Work instructions
In full and without alteration, write out the lines below.

Source data
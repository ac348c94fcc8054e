//! Status-change events for real-time consumers.

use serde::Serialize;

use crate::classification::Category;
use crate::conversation::FlowState;
use crate::dispatch::IncidentStatus;

#[derive(Debug, Clone, PartialEq, Serialize)]
#[serde(tag = "type", rename_all = "snake_case")]
pub enum TriageEvent {
    IncidentOpened {
        incident_id: String,
        category: Category,
        urgency: u8,
        police_needed: bool,
    },
    DispatchCreated {
        incident_id: String,
        responder_id: String,
        eta_minutes: u32,
    },
    NoResponderAvailable {
        incident_id: String,
    },
    ResponderArrived {
        incident_id: String,
        responder_id: String,
    },
    StatusChanged {
        incident_id: String,
        from: IncidentStatus,
        to: IncidentStatus,
    },
    FakeCallRequested {
        session_id: String,
        state: FlowState,
    },
}

impl TriageEvent {
    pub fn incident_id(&self) -> Option<&str> {
        match self {
            TriageEvent::IncidentOpened { incident_id, .. }
            | TriageEvent::DispatchCreated { incident_id, .. }
            | TriageEvent::NoResponderAvailable { incident_id }
            | TriageEvent::ResponderArrived { incident_id, .. }
            | TriageEvent::StatusChanged { incident_id, .. } => Some(incident_id),
            TriageEvent::FakeCallRequested { .. } => None,
        }
    }
}
//! Guided conversation flow table.
//!
//! Each state has a survivor-facing script, an optional reply-option map
//! (exact tokens such as "1".."9", "A".."D", "YES") and an optional action.
//! Scripts never name a responder or an ETA: the engine appends the real
//! dispatch outcome so a reply cannot claim help that was not sent.

use std::fmt;

use serde::{Deserialize, Serialize};

#[derive(Debug, Clone, Copy, PartialEq, Eq, Hash, Serialize, Deserialize)]
#[serde(rename_all = "SCREAMING_SNAKE_CASE")]
pub enum FlowState {
    Start,
    Following,
    FollowingClose,
    FollowingAcross,
    FollowingDistance,
    FollowingLost,
    UnsafeLocation,
    BusStop,
    Walking,
    Parking,
    BarExit,
    FakeCall,
    FakeCallFamily,
    FakeCallFriend,
    FakeCallWork,
    Escort,
    Connect,
    Monitor,
    GuardianAngel,
    SafeLocation,
    Escalate,
    Talk,
    Emergency,
    Resolved,
    Report,
    Counselor,
    End,
}
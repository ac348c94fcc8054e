//! Storage module.
//!
//! Snapshot records, the persistence seam and aggregate queries.
//! Durable storage is the host's concern; [`MemoryStore`] backs tests and
//! single-process deployments.

pub mod models;
pub mod stats;
pub mod store;

pub use models::*;
pub use stats::{compute as compute_stats, CategoryCount, IncidentStats};
pub use store::{IncidentStore, MemoryStore, StoreError};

Final answer
repository ac348c94fcc8054e
//! Status-change events for real-time consumers.

use serde::Serialize;

use crate::classification::Category;
use crate::conversation::FlowState;
use crate::dispatch::IncidentStatus;

#[derive(Debug, Clone, PartialEq, Serialize)]
#[serde(tag = "type", rename_all = "snake_case")]
pub enum TriageEvent {
    IncidentOpened {
        incident_id: String,
        category: Category,
        urgency: u8,
        police_needed: bool,
    },
    DispatchCreated {
        incident_id: String,
        responder_id: String,
        eta_minutes: u32,
    },
    NoResponderAvailable {
        incident_id: String,
    },
    ResponderArrived {
        incident_id: String,
        responder_id: String,
    },
    StatusChanged {
        incident_id: String,
        from: IncidentStatus,
        to: IncidentStatus,
    },
    FakeCallRequested {
        session_id: String,
        state: FlowState,
    },
}

impl TriageEvent {
    pub fn incident_id(&self) -> Option<&str> {
        match self {
            TriageEvent::IncidentOpened { incident_id, .. }
            | TriageEvent::DispatchCreated { incident_id, .. }
            | TriageEvent::NoResponderAvailable { incident_id }
            | TriageEvent::ResponderArrived { incident_id, .. }
            | TriageEvent::StatusChanged { incident_id, .. } => Some(incident_id),
            TriageEvent::FakeCallRequested { .. } => None,
        }
    }
}
//! Guided conversation flow table.
//!
//! Each state has a survivor-facing script, an optional reply-option map
//! (exact tokens such as "1".."9", "A".."D", "YES") and an optional action.
//! Scripts never name a responder or an ETA: the engine appends the real
//! dispatch outcome so a reply cannot claim help that was not sent.

use std::fmt;

use serde::{Deserialize, Serialize};

#[derive(Debug, Clone, Copy, PartialEq, Eq, Hash, Serialize, Deserialize)]
#[serde(rename_all = "SCREAMING_SNAKE_CASE")]
pub enum FlowState {
    Start,
    Following,
    FollowingClose,
    FollowingAcross,
    FollowingDistance,
    FollowingLost,
    UnsafeLocation,
    BusStop,
    Walking,
    Parking,
    BarExit,
    FakeCall,
    FakeCallFamily,
    FakeCallFriend,
    FakeCallWork,
    Escort,
    Connect,
    Monitor,
    GuardianAngel,
    SafeLocation,
    Escalate,
    Talk,
    Emergency,
    Resolved,
    Report,
    Counselor,
    End,
}
repository ac348c94fcc8054e
//! Storage module.
//!
//! Snapshot records, the persistence seam and aggregate queries.
//! Durable storage is the host's concern; [`MemoryStore`] backs tests and
//! single-process deployments.

pub mod models;
pub mod stats;
pub mod store;

pub use models::*;
pub use stats::{compute as compute_stats, CategoryCount, IncidentStats};
pub use store::{IncidentStore, MemoryStore, StoreError};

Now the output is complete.